> **Activity**
Lines in the listing below that hold "PartialEq" are the ones to copy.

BEGIN Data excerpts

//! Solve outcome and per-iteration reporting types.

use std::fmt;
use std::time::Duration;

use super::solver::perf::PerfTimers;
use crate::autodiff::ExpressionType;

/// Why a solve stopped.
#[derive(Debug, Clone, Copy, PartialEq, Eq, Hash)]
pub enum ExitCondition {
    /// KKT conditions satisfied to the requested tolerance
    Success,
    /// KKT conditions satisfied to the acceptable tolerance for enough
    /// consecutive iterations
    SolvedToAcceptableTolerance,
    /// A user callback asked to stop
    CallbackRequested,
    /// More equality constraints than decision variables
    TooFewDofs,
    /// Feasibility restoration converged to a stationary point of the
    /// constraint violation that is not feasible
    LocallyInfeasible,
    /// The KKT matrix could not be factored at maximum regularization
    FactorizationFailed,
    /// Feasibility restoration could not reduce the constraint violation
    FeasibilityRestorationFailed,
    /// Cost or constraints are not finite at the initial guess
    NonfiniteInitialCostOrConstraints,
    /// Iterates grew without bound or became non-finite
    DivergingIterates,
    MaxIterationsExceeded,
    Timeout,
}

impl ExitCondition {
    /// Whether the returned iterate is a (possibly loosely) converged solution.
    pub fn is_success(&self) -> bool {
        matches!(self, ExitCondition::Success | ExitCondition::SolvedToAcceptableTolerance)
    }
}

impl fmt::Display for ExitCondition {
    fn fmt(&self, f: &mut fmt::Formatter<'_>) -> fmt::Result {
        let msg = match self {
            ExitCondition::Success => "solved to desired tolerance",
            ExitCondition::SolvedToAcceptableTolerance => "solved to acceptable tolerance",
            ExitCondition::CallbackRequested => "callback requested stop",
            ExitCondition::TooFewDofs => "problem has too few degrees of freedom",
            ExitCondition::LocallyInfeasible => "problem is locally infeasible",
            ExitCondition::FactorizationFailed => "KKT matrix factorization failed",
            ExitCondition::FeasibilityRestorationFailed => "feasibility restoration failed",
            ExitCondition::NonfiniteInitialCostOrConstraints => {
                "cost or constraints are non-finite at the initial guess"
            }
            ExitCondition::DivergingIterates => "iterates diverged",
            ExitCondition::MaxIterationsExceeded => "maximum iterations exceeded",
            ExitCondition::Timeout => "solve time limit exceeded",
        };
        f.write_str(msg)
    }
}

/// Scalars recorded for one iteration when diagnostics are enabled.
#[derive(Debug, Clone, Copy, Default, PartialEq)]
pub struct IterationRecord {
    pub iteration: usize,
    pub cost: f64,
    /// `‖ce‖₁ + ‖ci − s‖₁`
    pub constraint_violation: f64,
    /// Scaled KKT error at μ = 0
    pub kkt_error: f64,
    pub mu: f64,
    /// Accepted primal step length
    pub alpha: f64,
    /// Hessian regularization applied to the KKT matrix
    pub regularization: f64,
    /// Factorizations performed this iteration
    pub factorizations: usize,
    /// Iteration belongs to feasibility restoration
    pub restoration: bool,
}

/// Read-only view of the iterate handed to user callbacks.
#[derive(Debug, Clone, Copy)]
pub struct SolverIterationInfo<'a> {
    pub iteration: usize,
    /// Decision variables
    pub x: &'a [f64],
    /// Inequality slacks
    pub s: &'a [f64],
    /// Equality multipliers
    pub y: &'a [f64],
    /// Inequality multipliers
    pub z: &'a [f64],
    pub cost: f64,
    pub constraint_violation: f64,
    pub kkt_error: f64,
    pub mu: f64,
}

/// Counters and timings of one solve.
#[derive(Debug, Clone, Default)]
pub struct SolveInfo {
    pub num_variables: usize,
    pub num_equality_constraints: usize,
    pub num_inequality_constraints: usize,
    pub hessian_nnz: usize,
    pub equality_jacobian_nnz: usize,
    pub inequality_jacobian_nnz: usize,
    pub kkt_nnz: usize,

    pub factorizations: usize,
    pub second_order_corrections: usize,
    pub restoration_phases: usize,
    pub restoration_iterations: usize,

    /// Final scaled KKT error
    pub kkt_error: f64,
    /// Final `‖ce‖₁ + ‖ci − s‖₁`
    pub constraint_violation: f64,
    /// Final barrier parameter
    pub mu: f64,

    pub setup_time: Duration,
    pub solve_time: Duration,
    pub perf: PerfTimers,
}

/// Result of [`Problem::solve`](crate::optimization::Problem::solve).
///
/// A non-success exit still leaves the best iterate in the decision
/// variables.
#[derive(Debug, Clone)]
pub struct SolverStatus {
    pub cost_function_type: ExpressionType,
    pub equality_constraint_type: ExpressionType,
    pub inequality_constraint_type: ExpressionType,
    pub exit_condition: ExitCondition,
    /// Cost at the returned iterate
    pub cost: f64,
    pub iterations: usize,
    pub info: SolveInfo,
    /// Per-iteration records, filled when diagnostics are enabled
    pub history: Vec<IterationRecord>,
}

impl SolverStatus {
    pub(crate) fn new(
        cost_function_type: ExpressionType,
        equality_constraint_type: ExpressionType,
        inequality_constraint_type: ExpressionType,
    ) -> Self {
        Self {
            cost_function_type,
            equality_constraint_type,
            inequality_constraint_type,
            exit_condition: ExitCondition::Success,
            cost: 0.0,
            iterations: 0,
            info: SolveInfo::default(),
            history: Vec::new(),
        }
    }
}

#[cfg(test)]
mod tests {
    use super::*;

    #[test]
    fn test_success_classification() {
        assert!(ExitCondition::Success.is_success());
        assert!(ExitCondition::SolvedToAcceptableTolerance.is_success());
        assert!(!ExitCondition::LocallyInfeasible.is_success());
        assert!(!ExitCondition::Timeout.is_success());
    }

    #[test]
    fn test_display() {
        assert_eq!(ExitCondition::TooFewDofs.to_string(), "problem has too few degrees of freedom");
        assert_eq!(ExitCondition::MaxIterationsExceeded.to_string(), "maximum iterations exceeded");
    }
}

END Data excerpts
BEGIN Data excerpts

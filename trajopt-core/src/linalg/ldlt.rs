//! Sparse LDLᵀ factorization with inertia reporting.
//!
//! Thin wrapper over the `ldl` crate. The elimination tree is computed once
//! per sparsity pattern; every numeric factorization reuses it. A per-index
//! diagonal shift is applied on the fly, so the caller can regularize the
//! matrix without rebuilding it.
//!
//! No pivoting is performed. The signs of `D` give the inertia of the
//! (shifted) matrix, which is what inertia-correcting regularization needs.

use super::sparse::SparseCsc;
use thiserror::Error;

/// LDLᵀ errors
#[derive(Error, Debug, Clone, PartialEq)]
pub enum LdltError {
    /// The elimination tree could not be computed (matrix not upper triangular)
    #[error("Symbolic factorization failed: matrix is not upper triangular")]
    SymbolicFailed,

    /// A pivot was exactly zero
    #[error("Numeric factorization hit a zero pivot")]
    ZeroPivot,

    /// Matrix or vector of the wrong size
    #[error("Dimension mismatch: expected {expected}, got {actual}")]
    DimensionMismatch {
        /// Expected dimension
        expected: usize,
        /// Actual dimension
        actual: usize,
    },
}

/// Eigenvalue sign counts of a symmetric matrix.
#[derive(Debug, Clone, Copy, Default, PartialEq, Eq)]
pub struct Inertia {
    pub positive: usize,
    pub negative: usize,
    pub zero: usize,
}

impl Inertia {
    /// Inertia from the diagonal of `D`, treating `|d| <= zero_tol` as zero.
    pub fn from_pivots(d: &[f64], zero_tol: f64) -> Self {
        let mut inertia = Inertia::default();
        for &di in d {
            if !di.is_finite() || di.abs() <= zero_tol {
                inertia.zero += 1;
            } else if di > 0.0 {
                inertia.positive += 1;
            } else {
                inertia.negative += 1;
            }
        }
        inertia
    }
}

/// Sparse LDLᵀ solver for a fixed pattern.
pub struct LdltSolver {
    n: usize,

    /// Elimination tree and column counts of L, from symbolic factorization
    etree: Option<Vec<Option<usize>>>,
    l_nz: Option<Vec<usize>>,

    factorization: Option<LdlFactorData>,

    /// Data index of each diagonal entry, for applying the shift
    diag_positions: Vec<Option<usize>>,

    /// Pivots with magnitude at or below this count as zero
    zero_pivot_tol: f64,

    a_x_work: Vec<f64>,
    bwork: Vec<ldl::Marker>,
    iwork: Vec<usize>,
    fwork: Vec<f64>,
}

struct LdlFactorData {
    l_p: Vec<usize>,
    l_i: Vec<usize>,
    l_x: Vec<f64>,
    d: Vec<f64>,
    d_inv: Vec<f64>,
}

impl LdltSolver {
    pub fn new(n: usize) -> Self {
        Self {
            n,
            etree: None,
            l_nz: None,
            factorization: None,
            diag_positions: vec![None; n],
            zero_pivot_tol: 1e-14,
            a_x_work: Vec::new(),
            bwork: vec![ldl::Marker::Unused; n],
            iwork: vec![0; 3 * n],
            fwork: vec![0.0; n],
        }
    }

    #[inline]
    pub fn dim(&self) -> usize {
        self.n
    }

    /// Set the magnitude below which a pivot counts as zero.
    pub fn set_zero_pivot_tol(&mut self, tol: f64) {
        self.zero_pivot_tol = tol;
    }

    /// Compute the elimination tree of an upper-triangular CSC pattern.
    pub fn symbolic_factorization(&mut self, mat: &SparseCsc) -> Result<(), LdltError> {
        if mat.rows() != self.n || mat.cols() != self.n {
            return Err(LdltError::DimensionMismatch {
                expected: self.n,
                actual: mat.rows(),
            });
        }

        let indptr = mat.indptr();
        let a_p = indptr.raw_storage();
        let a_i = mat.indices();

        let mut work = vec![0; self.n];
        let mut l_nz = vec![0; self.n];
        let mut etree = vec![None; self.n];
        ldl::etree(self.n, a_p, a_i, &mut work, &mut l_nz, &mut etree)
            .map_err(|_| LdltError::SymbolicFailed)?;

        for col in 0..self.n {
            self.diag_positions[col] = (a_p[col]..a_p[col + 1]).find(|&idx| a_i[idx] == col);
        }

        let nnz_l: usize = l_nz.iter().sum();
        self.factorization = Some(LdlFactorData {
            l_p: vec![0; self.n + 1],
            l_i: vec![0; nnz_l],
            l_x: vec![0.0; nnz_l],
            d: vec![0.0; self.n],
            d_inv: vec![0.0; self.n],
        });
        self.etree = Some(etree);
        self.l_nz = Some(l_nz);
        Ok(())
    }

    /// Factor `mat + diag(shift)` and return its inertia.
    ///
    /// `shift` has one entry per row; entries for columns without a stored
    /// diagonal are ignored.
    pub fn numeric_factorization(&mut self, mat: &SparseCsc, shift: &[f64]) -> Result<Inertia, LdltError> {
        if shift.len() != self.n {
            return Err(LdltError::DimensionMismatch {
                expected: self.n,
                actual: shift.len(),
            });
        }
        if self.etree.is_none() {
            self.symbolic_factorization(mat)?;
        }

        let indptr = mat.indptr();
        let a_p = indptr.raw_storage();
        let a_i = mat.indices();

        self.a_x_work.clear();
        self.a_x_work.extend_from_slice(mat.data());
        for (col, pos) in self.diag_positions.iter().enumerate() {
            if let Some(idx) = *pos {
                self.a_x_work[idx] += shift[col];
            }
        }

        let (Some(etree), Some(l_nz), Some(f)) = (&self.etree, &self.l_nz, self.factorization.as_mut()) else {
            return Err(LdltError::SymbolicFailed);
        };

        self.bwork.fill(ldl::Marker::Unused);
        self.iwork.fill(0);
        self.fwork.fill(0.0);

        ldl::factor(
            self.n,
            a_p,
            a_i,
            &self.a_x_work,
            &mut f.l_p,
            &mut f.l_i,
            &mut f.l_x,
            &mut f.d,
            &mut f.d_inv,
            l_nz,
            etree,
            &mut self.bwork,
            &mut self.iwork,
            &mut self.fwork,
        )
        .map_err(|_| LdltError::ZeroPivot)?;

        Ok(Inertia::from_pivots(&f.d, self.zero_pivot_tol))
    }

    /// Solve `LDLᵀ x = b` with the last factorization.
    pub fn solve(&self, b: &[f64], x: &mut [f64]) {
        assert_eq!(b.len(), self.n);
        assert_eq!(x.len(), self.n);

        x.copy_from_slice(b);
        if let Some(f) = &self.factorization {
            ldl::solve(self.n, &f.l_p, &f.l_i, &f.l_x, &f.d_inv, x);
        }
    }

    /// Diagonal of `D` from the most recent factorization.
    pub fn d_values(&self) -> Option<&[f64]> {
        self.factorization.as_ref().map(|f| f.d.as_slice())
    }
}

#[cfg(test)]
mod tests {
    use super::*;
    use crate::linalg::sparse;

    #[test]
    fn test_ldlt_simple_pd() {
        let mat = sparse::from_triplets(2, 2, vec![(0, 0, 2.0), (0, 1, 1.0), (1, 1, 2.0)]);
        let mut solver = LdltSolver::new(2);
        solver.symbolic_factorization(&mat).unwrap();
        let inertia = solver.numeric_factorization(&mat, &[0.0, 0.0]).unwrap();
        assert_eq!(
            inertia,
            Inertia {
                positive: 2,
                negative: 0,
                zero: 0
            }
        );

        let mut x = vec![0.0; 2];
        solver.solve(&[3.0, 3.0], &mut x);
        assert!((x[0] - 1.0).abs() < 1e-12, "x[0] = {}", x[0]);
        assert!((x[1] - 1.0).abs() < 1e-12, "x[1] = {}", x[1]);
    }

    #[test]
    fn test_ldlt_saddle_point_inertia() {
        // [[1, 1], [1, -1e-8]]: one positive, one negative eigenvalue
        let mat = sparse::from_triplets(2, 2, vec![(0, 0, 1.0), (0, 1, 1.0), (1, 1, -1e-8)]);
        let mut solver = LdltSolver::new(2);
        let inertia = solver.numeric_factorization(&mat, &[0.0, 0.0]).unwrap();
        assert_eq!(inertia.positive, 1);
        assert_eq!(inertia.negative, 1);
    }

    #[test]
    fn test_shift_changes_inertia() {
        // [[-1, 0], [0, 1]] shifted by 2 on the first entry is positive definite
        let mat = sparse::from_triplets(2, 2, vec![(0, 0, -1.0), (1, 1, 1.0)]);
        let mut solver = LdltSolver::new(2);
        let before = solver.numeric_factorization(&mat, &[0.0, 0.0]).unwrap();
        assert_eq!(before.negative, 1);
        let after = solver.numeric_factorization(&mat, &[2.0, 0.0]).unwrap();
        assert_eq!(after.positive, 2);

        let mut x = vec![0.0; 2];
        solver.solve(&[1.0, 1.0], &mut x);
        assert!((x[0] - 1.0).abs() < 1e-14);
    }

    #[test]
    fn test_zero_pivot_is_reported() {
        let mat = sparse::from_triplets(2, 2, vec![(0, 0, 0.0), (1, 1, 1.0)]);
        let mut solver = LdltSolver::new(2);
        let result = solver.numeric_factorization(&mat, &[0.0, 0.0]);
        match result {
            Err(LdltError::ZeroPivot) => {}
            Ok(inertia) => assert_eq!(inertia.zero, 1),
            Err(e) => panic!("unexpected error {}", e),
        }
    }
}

END Data excerpts

> **Response area**
#[derive(Debug, Clone, Copy, PartialEq, Eq, Hash)]
#[derive(Debug, Clone, Copy, Default, PartialEq)]
#[derive(Error, Debug, Clone, PartialEq)]
#[derive(Debug, Clone, Copy, Default, PartialEq, Eq)]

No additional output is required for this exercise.